The 340B statute prohibits duplicate discounts, which occur when a covered entity obtains a 340B discount on medication and a Medicaid agency obtains a discount in the form of a rebate from the manufacturer for the same medication. Covered entities must have mechanisms in place to prevent such occurrences. Refer to the HRSA Duplicate Discount Prohibition page (hrsa.gov/opa/program-requirements/medicaid-exclusion/) for more information.
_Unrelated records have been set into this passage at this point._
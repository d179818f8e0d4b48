//! Get job query
//!
//! Query to get a single ingestion job by ID.

use std::sync::Arc;

use mediator::Request;
use serde::{Deserialize, Serialize};

use crate::ingest::{JobChannel, JobId, JobSnapshot, QueueError};

/// Query to get a job by ID
#[derive(Debug, Clone, Serialize, Deserialize)]
pub struct GetJobQuery {
    pub job_id: String,
}

/// Error type for get job query
#[derive(Debug, thiserror::Error)]
pub enum GetJobError {
    #[error("Invalid job id '{0}'")]
    InvalidId(String),
    #[error("No job found")]
    NotFound,
    #[error("Queue error: {0}")]
    Queue(#[from] QueueError),
}

impl Request<Result<JobSnapshot, GetJobError>> for GetJobQuery {}

pub async fn handle(jobs: Arc<dyn JobChannel>, query: GetJobQuery) -> Result<JobSnapshot, GetJobError> {
    let id = JobId::from_string(query.job_id.trim())
        .map_err(|_| GetJobError::InvalidId(query.job_id.clone()))?;

    jobs.status(id).await?.ok_or(GetJobError::NotFound)
}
Pharmacy providers may not know at point-of-sale if a claim qualifies as a 340B claim. To qualify as a 340B claim, pharmacies must dispense 340B purchased drugs to a 340B eligible client. If the pharmacy submits the 340B claim without the Submission Clarification Code, the pharmacy must reverse and resubmit the claim once the pharmacy identifies the error. The manufacturer is invoiced if the pharmacy does not correct the claim. The pharmacy and the eligible entity may be held responsible for repaying any incorrectly invoiced amounts to the manufacturer. Manufacturers initially provide pharmacies with drugs at 340B prices, and pharmacies should not invoice the manufacturer after the sale for another rebate.